ALEX BRUMMER: It's deplorable that banks still won't help savers

How deplorable that banks STILL won’t help savers amid soaring inflation, says ALEX BRUMMER

  • The latest quarter-point hike in Bank of England’s interest rate will not be the last
  • As growth prospects disappear, we face the prospect of stagnating prosperity 
  • This will lead to escalated consumer prices and simultaneous interest rate rises
  • Savers who sacrificed since 2007-08 cannot expect to see better returns soon 

The prospect of double-digit inflation this autumn, as surging energy and wheat prices force up the cost of living, means that the latest quarter-point hike in the Bank of England’s interest rate to 0.75 per cent will not be the last.

So with Putin’s war against Ukraine taking an enormous bite out of Britain and the world’s growth prospects, we now face the alarming prospect of stagnating prosperity, escalating consumer prices and interest rate rises all at the same time.

And despite the third increase in the official bank rate in four months, savers who have made great sacrifices since the financial crisis of 2007-08 cannot expect to see better returns on their hard-earned cash any time soon.

Last autumn Bank of England Governor Andrew Bailey was insisting that the rise in the cost of living was ‘transitory’ and would pass as the pandemic receded and world economies opened up again 

In a rare moment of frankness for a senior banker, Howard Davies, the chairman of NatWest, cautioned savers that the high street banks would not see the need to pass on better returns to savers.

‘The market is very competitive at the moment, so I don’t think it will be one for one,’ he said.

Which is scant comfort for those households who have been prudent through the pandemic.

Banks are sitting on an extra £200billion or more of cash in current and deposit accounts accumulated by households since March 2020.

Much of this money earns negligible returns of 0.1 per cent and its ultimate value will be eroded by soaring inflation.

What is without doubt is that mortgage lenders will lose no time in passing on the higher interest rate to borrowers.

By doing so they widen the gap between the cost of borrowing and savings returns (known as the interest rate margin), which is adding greatly to the profits of the banks and bonuses for the bankers.

Such grasping behaviour at a time when the public faces huge hardships – and when high street banks are savaging the number of branches – is nothing short of deplorable.

Some seven out of ten mortgage borrowers are protected from higher interest rates for the time being because they have negotiated fixed rates.

But the rate rise will punish those seeking new loans to get on, or move up, the housing ladder, as well as mortgage holders on standard or ‘tracker’ rates which move with the market.

The economic background to the Bank of England’s interest rate decision – and a similar move by the American central bank, the Federal Reserve, on Wednesday – is complex. Higher interest rates are intended over time to curb inflation.

They do so by sending out a cautionary message to consumers and businesses, which in turn slows demand and cuts the output of the nation. But the timing is terrible.

The Bank of England has upped the base rate for the third time in three months as it attempts to keep a lid on soaring inflation

Only yesterday, the OECD, which represents the West’s biggest economies, warned that world growth this year will be one per cent lower than the previously estimated 4.5 per cent as a result of the ongoing conflict in Ukraine, while inflation will be a calamitous 2.5 per cent higher than previously projected.

Former Treasury mandarin Jon Cunliffe, a member of the Bank’s interest rate-setting Monetary Policy Committee, was the only dissenter yesterday, voting to keep UK rates on hold at 0.5 per cent until such time as forecasters get a better fix on how war in Europe will affect Britain’s prospects as one of the most open economies in the world.

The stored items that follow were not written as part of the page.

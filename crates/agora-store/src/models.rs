//! Domain model structs persisted in the local database.

use std::collections::BTreeMap;

use serde::{Deserialize, Serialize};

// ---------------------------------------------------------------------------
// Activity
// ---------------------------------------------------------------------------

/// Everything the roster ranking needs to survive a restart.
///
/// Each field is stored as its own JSON document so the three can evolve
/// independently.
#[derive(Debug, Clone, Default, Serialize, Deserialize, PartialEq, Eq)]
pub struct ActivitySnapshot {
    /// User ids, most recently active first.
    pub conversation_order: Vec<String>,
    /// Whether a message was ever exchanged with the user.
    pub user_has_messages: BTreeMap<String, bool>,
    /// Raw timestamp of the last message exchanged with the user.
    pub last_message_times: BTreeMap<String, String>,
}
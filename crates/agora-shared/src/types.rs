use chrono::{DateTime, Local, NaiveDateTime, TimeZone, Utc};
use serde::de::Error as _;
use serde::{Deserialize, Deserializer, Serialize};

// The server emits numeric ids either as JSON numbers or as numeric strings
// depending on the endpoint, so every id type accepts both.
#[derive(Deserialize)]
#[serde(untagged)]
enum NumberOrString {
    Number(i64),
    Text(String),
}

fn lenient_i64<'de, D: Deserializer<'de>>(deserializer: D) -> Result<i64, D::Error> {
    match NumberOrString::deserialize(deserializer)? {
        NumberOrString::Number(n) => Ok(n),
        NumberOrString::Text(s) => s
            .trim()
            .parse()
            .map_err(|_| D::Error::custom(format!("expected numeric id, got {s:?}"))),
    }
}

/// Server-assigned message id. The total order of a conversation.
#[derive(Debug, Clone, Copy, Serialize, PartialEq, Eq, PartialOrd, Ord, Hash)]
pub struct MessageId(pub i64);

impl<'de> Deserialize<'de> for MessageId {
    fn deserialize<D: Deserializer<'de>>(deserializer: D) -> Result<Self, D::Error> {
        lenient_i64(deserializer).map(Self)
    }
}

impl std::fmt::Display for MessageId {
    fn fmt(&self, f: &mut std::fmt::Formatter<'_>) -> std::fmt::Result {
        write!(f, "{}", self.0)
    }
}

/// Server-assigned id of a two-party conversation.
#[derive(Debug, Clone, Copy, Serialize, PartialEq, Eq, PartialOrd, Ord, Hash)]
pub struct ChatId(pub i64);

impl<'de> Deserialize<'de> for ChatId {
    fn deserialize<D: Deserializer<'de>>(deserializer: D) -> Result<Self, D::Error> {
        lenient_i64(deserializer).map(Self)
    }
}

impl std::fmt::Display for ChatId {
    fn fmt(&self, f: &mut std::fmt::Formatter<'_>) -> std::fmt::Result {
        write!(f, "{}", self.0)
    }
}

/// Opaque user identifier as issued by the server.
#[derive(Debug, Clone, Serialize, PartialEq, Eq, PartialOrd, Ord, Hash)]
pub struct UserId(pub String);

impl UserId {
    pub fn new(id: impl Into<String>) -> Self {
        Self(id.into())
    }

    pub fn as_str(&self) -> &str {
        &self.0
    }
}

impl<'de> Deserialize<'de> for UserId {
    fn deserialize<D: Deserializer<'de>>(deserializer: D) -> Result<Self, D::Error> {
        Ok(match NumberOrString::deserialize(deserializer)? {
            NumberOrString::Number(n) => Self(n.to_string()),
            NumberOrString::Text(s) => Self(s),
        })
    }
}

impl std::fmt::Display for UserId {
    fn fmt(&self, f: &mut std::fmt::Formatter<'_>) -> std::fmt::Result {
        f.write_str(&self.0)
    }
}

impl From<&str> for UserId {
    fn from(s: &str) -> Self {
        Self(s.to_string())
    }
}

impl From<String> for UserId {
    fn from(s: String) -> Self {
        Self(s)
    }
}

/// A chat message as delivered by either the push channel or the history
/// endpoint.
#[derive(Debug, Clone, Serialize, Deserialize, PartialEq, Eq)]
pub struct Message {
    pub id: MessageId,
    /// `chatId` on the push channel, `chat_id` in history pages.
    #[serde(rename = "chatId", alias = "chat_id")]
    pub chat_id: ChatId,
    pub sender_id: UserId,
    #[serde(default)]
    pub sender_name: String,
    #[serde(rename = "message")]
    pub body: String,
    /// Server timestamp, kept verbatim.
    #[serde(default)]
    pub time: String,
}

/// A contact as returned by the roster endpoint.
#[derive(Debug, Clone, Serialize, Deserialize, PartialEq, Eq)]
pub struct RosterUser {
    pub id: UserId,
    pub nickname: String,
}

/// Push channel lifecycle.
#[derive(Debug, Clone, Copy, Serialize, Deserialize, PartialEq, Eq)]
pub enum ConnectionState {
    Disconnected,
    Connecting,
    Open,
    Closed,
}

impl ConnectionState {
    /// Whether `connect()` may start a new attempt from this state.
    pub fn can_connect(self) -> bool {
        matches!(self, Self::Disconnected | Self::Closed)
    }
}

/// Parse the timestamp formats the server produces: RFC 3339 and
/// `YYYY-MM-DD HH:MM:SS`. The server stamps naive times in its local zone,
/// which is taken to be ours.
pub fn parse_timestamp(raw: &str) -> Option<DateTime<Utc>> {
    parse_timestamp_in(raw, &Local)
}

/// [`parse_timestamp`] with naive times read in `tz`.
pub fn parse_timestamp_in<Tz: TimeZone>(raw: &str, tz: &Tz) -> Option<DateTime<Utc>> {
    let raw = raw.trim();
    if raw.is_empty() {
        return None;
    }
    if let Ok(dt) = DateTime::parse_from_rfc3339(raw) {
        return Some(dt.with_timezone(&Utc));
    }
    let naive = ["%Y-%m-%d %H:%M:%S", "%Y-%m-%dT%H:%M:%S%.f", "%Y-%m-%d %H:%M:%S%.f"]
        .iter()
        .find_map(|fmt| NaiveDateTime::parse_from_str(raw, fmt).ok())?;
    // A repeated hour at a DST change resolves to its first occurrence.
    tz.from_local_datetime(&naive)
        .earliest()
        .map(|dt| dt.with_timezone(&Utc))
}
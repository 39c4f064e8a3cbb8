//! # agora-client
//!
//! Synchronization engine of the Agora direct-message client.
//!
//! The engine keeps one user's view of their conversations consistent
//! against the WebSocket push channel and the paginated history endpoint.
//! Pure reducers ([`store`], [`ranker`], [`guard`], [`throttle`]) hold the
//! rules; [`session::ChatSession`] drives them and publishes
//! [`events::SessionEvent`]s for a renderer; [`client::ChatClient`] wires
//! the session to the real network and database.

pub mod client;
pub mod config;
pub mod error;
pub mod events;
pub mod guard;
pub mod ranker;
pub mod session;
pub mod store;
pub mod throttle;
pub mod typing;

pub use client::ChatClient;
pub use config::ClientConfig;
pub use error::ClientError;
pub use events::SessionEvent;
pub use session::{ChatSession, LoadOutcome, SessionConfig};
pub use store::{Conversation, Peer};

use tracing_subscriber::{fmt, EnvFilter};

/// Install the global tracing subscriber. `RUST_LOG` overrides the default
/// filter.
pub fn init_tracing() {
    let filter = EnvFilter::try_from_default_env().unwrap_or_else(|_| {
        EnvFilter::new("agora_client=debug,agora_net=debug,agora_store=info,warn")
    });

    fmt()
        .with_env_filter(filter)
        .with_target(true)
        .with_thread_ids(false)
        .with_file(false)
        .with_line_number(false)
        .with_writer(std::io::stderr)
        .init();
}
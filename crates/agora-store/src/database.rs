//! Database connection management.
//!
//! The [`Database`] struct owns a [`rusqlite::Connection`] and guarantees that
//! migrations are run before any other operation.

use std::path::{Path, PathBuf};

use directories::ProjectDirs;
use rusqlite::Connection;

use crate::error::{Result, StoreError};
use crate::migrations;

/// Wrapper around a [`rusqlite::Connection`].
pub struct Database {
    conn: Connection,
}

impl Database {
    /// Open (or create) the default application database.
    ///
    /// The database file is placed in the platform-appropriate data directory:
    /// - Linux:   `~/.local/share/agora/agora.db`
    /// - macOS:   `~/Library/Application Support/org.agora.agora/agora.db`
    /// - Windows: `{FOLDERID_RoamingAppData}\agora\agora\data\agora.db`
    pub fn new() -> Result<Self> {
        let path = Self::default_path()?;
        Self::open_at(&path)
    }

    /// Location used by [`Database::new`], creating its directory.
    pub fn default_path() -> Result<PathBuf> {
        let project_dirs = ProjectDirs::from("org", "agora", "agora").ok_or(StoreError::NoDataDir)?;

        let data_dir = project_dirs.data_dir();
        std::fs::create_dir_all(data_dir)?;

        Ok(data_dir.join("agora.db"))
    }

    /// Open (or create) a database at an explicit path.
    pub fn open_at(path: &Path) -> Result<Self> {
        tracing::info!(path = %path.display(), "opening database");

        let conn = Connection::open(path)?;
        conn.pragma_update(None, "journal_mode", "WAL")?;

        Self::from_connection(conn)
    }

    /// Open a throwaway in-memory database. Nothing survives the handle.
    pub fn open_in_memory() -> Result<Self> {
        Self::from_connection(Connection::open_in_memory()?)
    }

    fn from_connection(conn: Connection) -> Result<Self> {
        migrations::run_migrations(&conn)?;
        Ok(Self { conn })
    }

    /// Return a reference to the underlying `rusqlite::Connection`.
    pub fn conn(&self) -> &Connection {
        &self.conn
    }

    /// Return the filesystem path of the open database (if any).
    pub fn path(&self) -> Option<PathBuf> {
        self.conn
            .path()
            .filter(|p| !p.is_empty())
            .map(PathBuf::from)
    }
}

#[cfg(test)]
mod tests {
    use super::*;

    #[test]
    fn open_round_trip() {
        let dir = tempfile::tempdir().unwrap();
        let path = dir.path().join("test.db");

        let db = Database::open_at(&path).expect("should open");
        assert!(db.path().is_some());
    }

    #[test]
    fn in_memory_has_no_path() {
        let db = Database::open_in_memory().unwrap();
        assert!(db.path().is_none());
    }
}
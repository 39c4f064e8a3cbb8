//! Gate in front of backward pagination.
//!
//! Scroll events arrive far faster than history pages should be requested.
//! [`PaginationGuard`] admits a fetch only when the pane is at the top, the
//! conversation can still grow backward, enough messages are buffered, and
//! the cooldown since the previous fetch has passed.

use std::time::Duration;

use tokio::time::Instant;

use agora_shared::constants::{
    ERROR_COOLDOWN, LOAD_COOLDOWN, MESSAGES_PER_LOAD, SCROLL_TOP_THRESHOLD,
};

use crate::store::Conversation;

/// Why a scroll check did not start a fetch.
#[derive(Debug, Clone, PartialEq, Eq)]
pub enum SkipReason {
    NotAtTop,
    Exhausted,
    Loading,
    InFlight,
    TooFewMessages(usize),
    Cooldown(Duration),
}

/// Per-conversation pagination state. Replaced with a fresh one whenever a
/// different peer is opened.
#[derive(Debug, Clone, Default)]
pub struct PaginationGuard {
    in_flight: bool,
    cooldown_until: Option<Instant>,
}

impl PaginationGuard {
    pub fn new() -> Self {
        Self::default()
    }

    pub fn is_in_flight(&self) -> bool {
        self.in_flight
    }

    pub fn cooldown_until(&self) -> Option<Instant> {
        self.cooldown_until
    }

    /// Every reason the fetch would be refused; empty means go.
    pub fn check(&self, now: Instant, scroll_top: u32, conv: &Conversation) -> Vec<SkipReason> {
        let mut reasons = Vec::new();
        if scroll_top > SCROLL_TOP_THRESHOLD {
            reasons.push(SkipReason::NotAtTop);
            return reasons;
        }
        if conv.is_exhausted() {
            reasons.push(SkipReason::Exhausted);
        }
        if conv.is_loading() {
            reasons.push(SkipReason::Loading);
        }
        if self.in_flight {
            reasons.push(SkipReason::InFlight);
        }
        if conv.len() < MESSAGES_PER_LOAD {
            reasons.push(SkipReason::TooFewMessages(conv.len()));
        }
        if let Some(until) = self.cooldown_until {
            if now < until {
                reasons.push(SkipReason::Cooldown(until - now));
            }
        }
        reasons
    }

    /// Record that a fetch is starting at `now`.
    pub fn start(&mut self, now: Instant) {
        self.in_flight = true;
        self.cooldown_until = Some(now + LOAD_COOLDOWN);
    }

    /// Record completion; the cooldown restarts from `now`.
    pub fn finish(&mut self, now: Instant, success: bool) {
        self.in_flight = false;
        let hold = if success { LOAD_COOLDOWN } else { ERROR_COOLDOWN };
        self.cooldown_until = Some(now + hold);
    }
}

#[cfg(test)]
mod tests {
    use super::*;
    use crate::store::tests::page;
    use crate::store::Peer;
    use agora_shared::ChatId;

    fn loaded(count: i64) -> Conversation {
        let mut conv = Conversation::new(Peer::new("7", "Seven"), ChatId(1));
        conv.apply_initial(page(1..=count), count as usize);
        conv
    }

    #[test]
    fn fresh_guard_admits_full_conversation_at_top() {
        let guard = PaginationGuard::new();
        assert!(guard.check(Instant::now(), 0, &loaded(10)).is_empty());
        assert!(guard.check(Instant::now(), SCROLL_TOP_THRESHOLD, &loaded(10)).is_empty());
    }

    #[test]
    fn scrolled_down_is_refused() {
        let guard = PaginationGuard::new();
        assert_eq!(
            guard.check(Instant::now(), SCROLL_TOP_THRESHOLD + 1, &loaded(10)),
            vec![SkipReason::NotAtTop]
        );
    }

    #[test]
    fn too_few_messages_is_refused() {
        let guard = PaginationGuard::new();
        let mut conv = Conversation::new(Peer::new("7", "Seven"), ChatId(1));
        conv.apply_initial(page(1..=9), 5);
        assert_eq!(
            guard.check(Instant::now(), 0, &conv),
            vec![SkipReason::TooFewMessages(9)]
        );
    }

    #[test]
    fn exhausted_and_loading_are_refused() {
        let guard = PaginationGuard::new();
        let mut conv = Conversation::new(Peer::new("7", "Seven"), ChatId(1));
        conv.apply_initial(page(1..=12), 20);
        conv.begin_load();

        let reasons = guard.check(Instant::now(), 0, &conv);
        assert!(reasons.contains(&SkipReason::Exhausted));
        assert!(reasons.contains(&SkipReason::Loading));
    }

    #[test]
    fn cooldown_holds_after_start_and_after_finish() {
        let mut guard = PaginationGuard::new();
        let conv = loaded(10);
        let t0 = Instant::now();

        guard.start(t0);
        let reasons = guard.check(t0 + Duration::from_millis(100), 0, &conv);
        assert!(reasons.contains(&SkipReason::InFlight));

        // Completion two seconds later pushes the window out again.
        let done = t0 + Duration::from_secs(2);
        guard.finish(done, true);
        assert!(!guard.is_in_flight());
        assert_eq!(
            guard.check(t0 + Duration::from_secs(4), 0, &conv),
            vec![SkipReason::Cooldown(Duration::from_secs(1))]
        );
        assert!(guard.check(done + LOAD_COOLDOWN, 0, &conv).is_empty());
    }

    #[test]
    fn failure_uses_error_cooldown() {
        let mut guard = PaginationGuard::new();
        let t0 = Instant::now();
        guard.start(t0);
        guard.finish(t0, false);
        assert_eq!(guard.cooldown_until(), Some(t0 + ERROR_COOLDOWN));
    }
}
//! Production wiring of the session: HTTP pull client, WebSocket push
//! channel, persisted ranking and the task pumping connection events into
//! the session.

use std::sync::Arc;

use tokio::sync::mpsc;
use tokio::task::JoinHandle;
use tracing::{info, warn};

use agora_net::{ConnectionEvent, ConnectionManager, HttpChatApi};
use agora_shared::{ConnectionState, RosterUser};
use agora_store::Database;

use crate::config::ClientConfig;
use crate::error::Result;
use crate::events::SessionEvent;
use crate::ranker::ConversationRanker;
use crate::session::{ChatSession, SessionConfig};

pub struct ChatClient {
    connection: ConnectionManager,
    session: ChatSession,
    pump: JoinHandle<()>,
}

impl ChatClient {
    /// Build the client and start forwarding push events to the session.
    /// Must be called from within a tokio runtime.
    pub fn new(config: ClientConfig) -> (Self, mpsc::UnboundedReceiver<SessionEvent>) {
        let api = Arc::new(HttpChatApi::new(
            config.server_url.clone(),
            config.session_cookie.clone(),
        ));
        let (connection, connection_events) =
            ConnectionManager::new(config.ws_url.clone(), config.session_cookie.clone());

        let session_config = SessionConfig {
            page_size: config.page_size,
            ..Default::default()
        };
        let (session, events) = ChatSession::new(
            session_config,
            api,
            Arc::new(connection.clone()),
            open_ranker(&config),
        );

        let pump = tokio::spawn(pump_events(session.clone(), connection_events));
        (
            Self {
                connection,
                session,
                pump,
            },
            events,
        )
    }

    pub fn session(&self) -> &ChatSession {
        &self.session
    }

    pub fn connection_state(&self) -> ConnectionState {
        self.connection.state()
    }

    /// Open the push channel and resolve the authenticated user.
    pub async fn login(&self) -> Result<RosterUser> {
        self.connection.connect();
        let user = self.session.initialize().await?;
        info!(user = %user.id, nickname = %user.nickname, "logged in");
        Ok(user)
    }

    /// Close the push channel and clear the session.
    pub fn logout(&self) {
        self.connection.close();
        self.session.teardown();
        info!("logged out");
    }

    /// Authentication state changed; re-open the push channel if it is
    /// down and the user is authenticated.
    pub fn reconnect_requested(&self, authenticated: bool) {
        if authenticated {
            self.connection.reconnect_requested();
        }
    }
}

impl Drop for ChatClient {
    fn drop(&mut self) {
        self.pump.abort();
    }
}

fn open_ranker(config: &ClientConfig) -> ConversationRanker {
    let db = match config.db_path {
        Some(ref path) => Database::open_at(path),
        None => Database::new(),
    };
    match db {
        Ok(db) => ConversationRanker::with_database(db),
        Err(e) => {
            warn!(error = %e, "activity database unavailable, ranking will not persist");
            ConversationRanker::new()
        }
    }
}

pub(crate) async fn pump_events(session: ChatSession, mut events: mpsc::Receiver<ConnectionEvent>) {
    info!("connection event pump started");
    while let Some(event) = events.recv().await {
        session.handle_connection_event(event).await;
    }
    warn!("connection event pump ended");
}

As recently as last autumn, Bank of England Governor Andrew Bailey was insisting that the rise in the cost of living was ‘transitory’ and would pass as the pandemic receded and world economies opened up again.

He obviously could not have predicted Russia’s invasion of Ukraine and its impact on already rocketing energy prices. 

Nevertheless, the screeching change of direction on interest rates leaves the Bank and Bailey looking embarrassingly out of step with events.

The Bank of England raised interest rates again today amid fears the rate of inflation will increase to around 8 per cent in the coming months – or even hit double digits

The Bank’s forecasting has been way off the mark and it should have acted much earlier to combat inflation.

That would have militated against the need to raise rates at such a turbulent juncture for national security, the global economy and financial markets.

Chancellor Rishi Sunak will have an opportunity to reverse some of the pain of the cost of living crisis in next week’s budget by postponing or cancelling the 1.25 percentage point rise in national insurance contributions. 

But, so far at least, there are no signs that Sunak is ready to do a reverse ferret and ‘spike the hike’.